## THE TASK
Where in the material does the word "indoc" appear? Copy each line that has it.

## ENTRIES SUPPLIED
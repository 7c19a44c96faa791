use std::collections::HashSet;
use std::{fs, path::Path};

use navtypes::prelude::*;
use serde::Deserialize;

use super::{MapSpec, RolloutSettings, RouteSpec, Scenario};
use crate::FeedbackRegime;

#[derive(Clone, PartialEq, Debug, Default, Deserialize)]
#[serde(default, rename_all = "kebab-case")]
pub struct Config {
    pub name: Option<String>,
    pub rollout: Rollout,
    pub map: Option<Map>,
    #[serde(alias = "route")]
    pub routes: Vec<Route>,
}

#[derive(Clone, PartialEq, Debug, Deserialize)]
#[serde(default, rename_all = "kebab-case")]
pub struct Rollout {
    pub max_steps: usize,
    pub feedback: FeedbackRegime,
    pub teacher_pass_weight: f64,
    pub student_pass_weight: f64,
}

impl Default for Rollout {
    fn default() -> Self {
        let nominal = Scenario::nominal().rollout;
        Rollout {
            max_steps: nominal.max_steps,
            feedback: nominal.regime,
            teacher_pass_weight: nominal.teacher_pass_weight,
            student_pass_weight: nominal.student_pass_weight,
        }
    }
}

#[derive(Clone, Copy, PartialEq, Debug, Deserialize)]
#[serde(rename_all = "kebab-case")]
pub struct Map {
    pub bottom_left: GeoPoint,
    pub top_right: GeoPoint,
    pub lat_ratio: f64,
}

#[derive(Clone, PartialEq, Debug, Deserialize)]
#[serde(rename_all = "kebab-case")]
pub struct Route {
    pub id: String,
    pub start: GeoPoint,
    /// Compass heading in degrees.
    pub heading: f64,
    pub waypoints: usize,
    pub spacing: f64,
    pub edge: f64,
}

impl Config {
    pub fn load<P: AsRef<Path>>(path: P) -> Self {
        let content = fs::read_to_string(path).expect("Failed to read config file");
        Self::from_str_checked(&content)
    }

    pub fn from_str_checked(s: &str) -> Self {
        let cfg: Config = toml::from_str(s).expect("Failed to parse config file");

        if cfg.rollout.max_steps == 0 {
            panic!("rollout.max-steps must be at least 1");
        }

        let mut ids = HashSet::new();
        for route in cfg.routes.iter() {
            if !ids.insert(&route.id) {
                panic!("Duplicate configuration entry for route '{}'", route.id);
            }
            if route.waypoints == 0 {
                panic!("Route '{}' must have at least one waypoint", route.id);
            }
            if route.edge <= 0.0 {
                panic!("Route '{}' must have a positive edge length", route.id);
            }
        }

        cfg
    }

    /// Resolves into a runnable scenario, falling back to the nominal
    /// map and routes where the file is silent.
    pub fn resolve(self) -> Scenario {
        let nominal = Scenario::nominal();
        Scenario {
            name: self.name.unwrap_or(nominal.name),
            rollout: RolloutSettings {
                max_steps: self.rollout.max_steps,
                regime: self.rollout.feedback,
                teacher_pass_weight: self.rollout.teacher_pass_weight,
                student_pass_weight: self.rollout.student_pass_weight,
            },
            map: self
                .map
                .map(|m| MapSpec {
                    bounds: MapBounds::new(m.bottom_left, m.top_right),
                    lat_ratio: m.lat_ratio,
                })
                .unwrap_or(nominal.map),
            routes: if self.routes.is_empty() {
                nominal.routes
            } else {
                self.routes
                    .into_iter()
                    .map(|r| RouteSpec {
                        id: r.id,
                        start: r.start,
                        heading: Angle::from_degrees(r.heading),
                        waypoints: r.waypoints,
                        spacing: r.spacing,
                        edge: r.edge,
                    })
                    .collect()
            },
        }
    }
}

#[cfg(test)]
mod tests {
    use super::*;
    use indoc::indoc;

    #[test]
    fn parses_a_full_config() {
        let cfg = Config::from_str_checked(indoc! {r#"
            name = "two-routes"

            [rollout]
            max-steps = 12
            feedback = "student"
            teacher-pass-weight = 2.0
            student-pass-weight = 0.5

            [map]
            bottom-left = { lat = 10.0, lon = 20.0 }
            top-right = { lat = 10.5, lon = 20.5 }
            lat-ratio = 1e-5

            [[route]]
            id = "r0"
            start = { lat = 10.1, lon = 20.1 }
            heading = 90.0
            waypoints = 3
            spacing = 0.002
            edge = 0.001

            [[route]]
            id = "r1"
            start = { lat = 10.2, lon = 20.2 }
            heading = 180.0
            waypoints = 2
            spacing = 0.002
            edge = 0.001
        "#});

        let scenario = cfg.resolve();
        assert_eq!(scenario.name, "two-routes");
        assert_eq!(scenario.rollout.max_steps, 12);
        assert_eq!(scenario.rollout.regime, FeedbackRegime::Student);
        assert_eq!(scenario.routes.len(), 2);
        assert_eq!(scenario.map.bounds.bottom_left.lat, 10.0);
    }

    #[test]
    fn empty_config_resolves_to_nominal() {
        let scenario = Config::from_str_checked("").resolve();
        let nominal = Scenario::nominal();
        assert_eq!(scenario.name, nominal.name);
        assert_eq!(scenario.rollout.max_steps, nominal.rollout.max_steps);
        assert_eq!(scenario.routes.len(), nominal.routes.len());
    }

    #[test]
    #[should_panic(expected = "Duplicate configuration entry for route")]
    fn duplicate_route_ids_are_rejected() {
        Config::from_str_checked(indoc! {r#"
            [[route]]
            id = "r0"
            start = { lat = 10.1, lon = 20.1 }
            heading = 90.0
            waypoints = 3
            spacing = 0.002
            edge = 0.001

            [[route]]
            id = "r0"
            start = { lat = 10.2, lon = 20.2 }
            heading = 180.0
            waypoints = 2
            spacing = 0.002
            edge = 0.001
        "#});
    }

    #[test]
    #[should_panic(expected = "max-steps must be at least 1")]
    fn zero_step_budget_is_rejected() {
        Config::from_str_checked(indoc! {r#"
            [rollout]
            max-steps = 0
        "#});
    }
}
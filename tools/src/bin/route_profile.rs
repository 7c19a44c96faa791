// cargo run --bin route-profile --release -- --route eastbound-0 /tmp/route_profile.txt

use clap::Parser;
use std::io::prelude::*;
use std::path::PathBuf;
use std::{fs::File, io};

use navsim_lib::{
    oracle, scenario::synthetic::SyntheticEnvironment, scenario::Scenario, Environment,
    FeedbackRegime,
};
use navtypes::window::METERS_PER_DEGREE;

/// Print the oracle progress/altitude profile along a scenario route:
/// one line per waypoint, as seen from that waypoint's window.
#[derive(Parser, Debug)]
#[command(version)]
struct Opts {
    /// Scenario configuration toml file.
    ///
    /// The default nominal scenario is used when not provided.
    #[arg(long)]
    scenario: Option<PathBuf>,

    /// Profile only this route id (all routes when not provided)
    #[arg(short = 'r', long)]
    route: Option<String>,

    /// Output file path to write (stdout when not provided)
    output: Option<PathBuf>,
}

fn main() -> Result<(), Box<dyn std::error::Error>> {
    let opts = Opts::parse();

    let scenario = Scenario::load(opts.scenario);
    let mut env = SyntheticEnvironment::new(&scenario);
    let observations = env.observations(None, None);

    let mut output: Box<dyn Write> = match opts.output {
        Some(path) => Box::new(File::create(path)?),
        None => Box::new(io::stdout()),
    };

    for ob in observations.iter() {
        if let Some(only) = opts.route.as_ref() {
            if ob.route_id.0 != *only {
                continue;
            }
        }

        let path = ob
            .reference_path
            .as_ref()
            .expect("Synthetic routes always carry ground truth");

        writeln!(&mut output, "# route {}", ob.route_id)?;
        for (idx, window) in path.windows().iter().enumerate() {
            let decision = oracle::synthesize(window, path, false, FeedbackRegime::Teacher)
                .expect("Waypoint windows are never degenerate");
            let goal_distance_m =
                window.centroid().distance_to(path.last().centroid()) * METERS_PER_DEGREE;
            writeln!(
                &mut output,
                "{} {} {} {}",
                idx,
                goal_distance_m,
                decision.progress.as_f64(),
                decision.altitude_ratio.as_f64(),
            )?;
        }
    }

    Ok(())
}
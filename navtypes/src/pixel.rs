//! Conversions between geographic coordinates and map-raster pixel
//! coordinates, plus the two bounding-box layouts used at the policy
//! boundary.

use crate::geo::{GeoPoint, MapBounds};
use serde::{Deserialize, Serialize};

/// A raster pixel position. `x` grows eastward, `y` grows southward
/// (image convention, origin at the top-left of the map raster).
#[derive(Debug, Copy, Clone, PartialEq, Eq, Serialize, Deserialize)]
pub struct PixelPoint {
    pub x: i64,
    pub y: i64,
}

/// Converts a geographic point to the nearest raster pixel.
///
/// `lat_ratio` is the degrees-per-pixel resolution of the raster. For a
/// fixed `lat_ratio` this is the exact inverse of [`pixel_to_gps`].
pub fn gps_to_pixel(p: GeoPoint, bounds: &MapBounds, lat_ratio: f64) -> PixelPoint {
    PixelPoint {
        x: ((p.lon - bounds.bottom_left.lon) / lat_ratio).round() as i64,
        y: ((bounds.top_right.lat - p.lat) / lat_ratio).round() as i64,
    }
}

/// Converts a raster pixel back to the geographic point at its center.
pub fn pixel_to_gps(p: PixelPoint, bounds: &MapBounds, lat_ratio: f64) -> GeoPoint {
    GeoPoint {
        lat: bounds.top_right.lat - (p.y as f64) * lat_ratio,
        lon: bounds.bottom_left.lon + (p.x as f64) * lat_ratio,
    }
}

/// Axis-aligned box as min/max corners, `x1 < x2`, `y1 < y2`.
#[derive(Debug, Copy, Clone, PartialEq, Serialize, Deserialize)]
pub struct BboxCorner {
    pub x1: f64,
    pub y1: f64,
    pub x2: f64,
    pub y2: f64,
}

/// Axis-aligned box as center plus extents.
#[derive(Debug, Copy, Clone, PartialEq, Serialize, Deserialize)]
pub struct BboxCenter {
    pub cx: f64,
    pub cy: f64,
    pub w: f64,
    pub h: f64,
}

/// Exact inverse of [`bbox_center_to_corner`].
pub fn bbox_corner_to_center(b: BboxCorner) -> BboxCenter {
    BboxCenter {
        cx: (b.x1 + b.x2) / 2.0,
        cy: (b.y1 + b.y2) / 2.0,
        w: b.x2 - b.x1,
        h: b.y2 - b.y1,
    }
}

/// Exact inverse of [`bbox_corner_to_center`].
pub fn bbox_center_to_corner(b: BboxCenter) -> BboxCorner {
    BboxCorner {
        x1: b.cx - 0.5 * b.w,
        y1: b.cy - 0.5 * b.h,
        x2: b.cx + 0.5 * b.w,
        y2: b.cy + 0.5 * b.h,
    }
}
use clap::Parser;
use std::fs;
use std::path::PathBuf;

use navsim_lib::{
    policy::ScriptedPolicy,
    rollout::{RolloutConfig, RolloutController},
    scenario::{synthetic::SyntheticEnvironment, Scenario},
    FeedbackRegime,
};

#[derive(Parser, Debug)]
#[command(version)]
struct Opts {
    /// Scenario configuration toml file.
    ///
    /// The default nominal scenario is used when not provided.
    #[arg(long)]
    scenario: Option<PathBuf>,

    /// Override the scenario's feedback regime
    #[arg(long, value_enum)]
    regime: Option<FeedbackRegime>,

    /// Override the scenario's step budget
    #[arg(long)]
    steps: Option<usize>,

    /// Write trajectory records to this JSON file instead of stdout
    #[arg(long)]
    output: Option<PathBuf>,
}

fn main() -> Result<(), Box<dyn std::error::Error>> {
    tracing_subscriber::fmt::init();
    let opts = Opts::parse();

    let mut scenario = Scenario::load(opts.scenario.as_ref());
    if let Some(steps) = opts.steps {
        scenario.rollout.max_steps = steps;
    }
    let regime = opts.regime.unwrap_or(scenario.rollout.regime);

    let mut env = SyntheticEnvironment::new(&scenario);
    let mut policy = ScriptedPolicy::forward();
    let controller = RolloutController::new(RolloutConfig {
        max_steps: scenario.rollout.max_steps,
    });

    let outcome = controller.rollout(&mut env, &mut policy, None, regime);

    for traj in outcome.trajectories.iter() {
        let final_progress = traj
            .oracle_progress
            .iter()
            .flatten()
            .last()
            .map(|r| r.as_f64())
            .unwrap_or(f64::NAN);
        println!(
            "{}: {} steps, final progress {:.3}",
            traj.id,
            traj.steps(),
            final_progress
        );
    }

    let json = serde_json::to_string_pretty(&outcome.trajectories)?;
    match opts.output {
        Some(path) => fs::write(path, json)?,
        None => println!("{json}"),
    }

    Ok(())
}
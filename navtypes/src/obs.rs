//! Data carried across the environment boundary: one [`Observation`]
//! per batch sample per step, plus the ground-truth reference route it
//! embeds when the environment is not blind.

use crate::{
    geo::MapBounds,
    pixel::BboxCorner,
    units::Angle,
    window::ViewWindow,
};
use derive_more::{Display, From};
use serde::{Deserialize, Serialize};

#[derive(Debug, Clone, PartialEq, Eq, Hash, Display, From, Serialize, Deserialize)]
pub struct MapId(pub String);

#[derive(Debug, Clone, PartialEq, Eq, Hash, Display, From, Serialize, Deserialize)]
pub struct RouteId(pub String);

/// A single-channel attention raster, row-major.
#[derive(Debug, Clone, PartialEq, Serialize, Deserialize)]
pub struct SaliencyMap {
    pub width: usize,
    pub height: usize,
    pub values: Vec<f32>,
}

impl SaliencyMap {
    pub fn zeros(width: usize, height: usize) -> Self {
        SaliencyMap {
            width,
            height,
            values: vec![0.0; width * height],
        }
    }

    pub fn sum(&self) -> f32 {
        self.values.iter().sum()
    }
}

/// The RGB raster of the current view, row-major, 3 bytes per pixel.
#[derive(Debug, Clone, PartialEq, Serialize, Deserialize)]
pub struct ViewRaster {
    pub width: usize,
    pub height: usize,
    pub pixels: Vec<u8>,
}

impl ViewRaster {
    pub fn filled(width: usize, height: usize, value: u8) -> Self {
        ViewRaster {
            width,
            height,
            pixels: vec![value; width * height * 3],
        }
    }
}

/// The ground-truth route for one episode: an immutable ordered sequence
/// of view windows ending at the goal, plus the human-attention map that
/// supervises saliency prediction.
#[derive(Debug, Clone, PartialEq, Serialize, Deserialize)]
pub struct ReferencePath {
    windows: Vec<ViewWindow>,
    pub saliency: SaliencyMap,
}

impl ReferencePath {
    /// Panics if `windows` is empty; a route always has at least a goal.
    pub fn new(windows: Vec<ViewWindow>, saliency: SaliencyMap) -> Self {
        assert!(!windows.is_empty(), "reference path must not be empty");
        ReferencePath { windows, saliency }
    }

    pub fn windows(&self) -> &[ViewWindow] {
        &self.windows
    }

    pub fn first(&self) -> &ViewWindow {
        &self.windows[0]
    }

    /// The goal window.
    pub fn last(&self) -> &ViewWindow {
        self.windows.last().unwrap()
    }

    pub fn len(&self) -> usize {
        self.windows.len()
    }

    pub fn is_empty(&self) -> bool {
        self.windows.is_empty()
    }
}

/// Ground-truth target box for the policy's detection head.
#[derive(Debug, Copy, Clone, PartialEq, Serialize, Deserialize)]
pub struct BboxGroundTruth {
    pub label: f64,
    pub bbox: BboxCorner,
}

/// Everything the environment reports for one batch sample at one step.
#[derive(Debug, Clone)]
pub struct Observation {
    pub map_id: MapId,
    pub route_id: RouteId,

    /// The current navigation instruction.
    pub instructions: String,
    /// Prior dialog rounds, concatenated, `[QUE]`-delimited.
    pub dialog_history: String,

    pub bounds: MapBounds,
    /// Degrees-per-pixel resolution of the map raster.
    pub lat_ratio: f64,

    /// Absent in blind (held-out test) environments.
    pub reference_path: Option<ReferencePath>,
    pub bbox_ground_truth: Option<BboxGroundTruth>,

    /// Where the episode begins. Equals the first reference window when
    /// ground truth is present; blind environments still supply it.
    pub starting_window: ViewWindow,
    pub starting_direction: Angle,
    pub current_view: ViewRaster,
}

impl Observation {
    /// Identifier used to key trajectory records.
    pub fn episode_id(&self) -> String {
        format!("{}__{}", self.map_id, self.route_id)
    }
}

## TASK SOLUTION
    use indoc::indoc;
        let cfg = Config::from_str_checked(indoc! {r#"
        Config::from_str_checked(indoc! {r#"
        Config::from_str_checked(indoc! {r#"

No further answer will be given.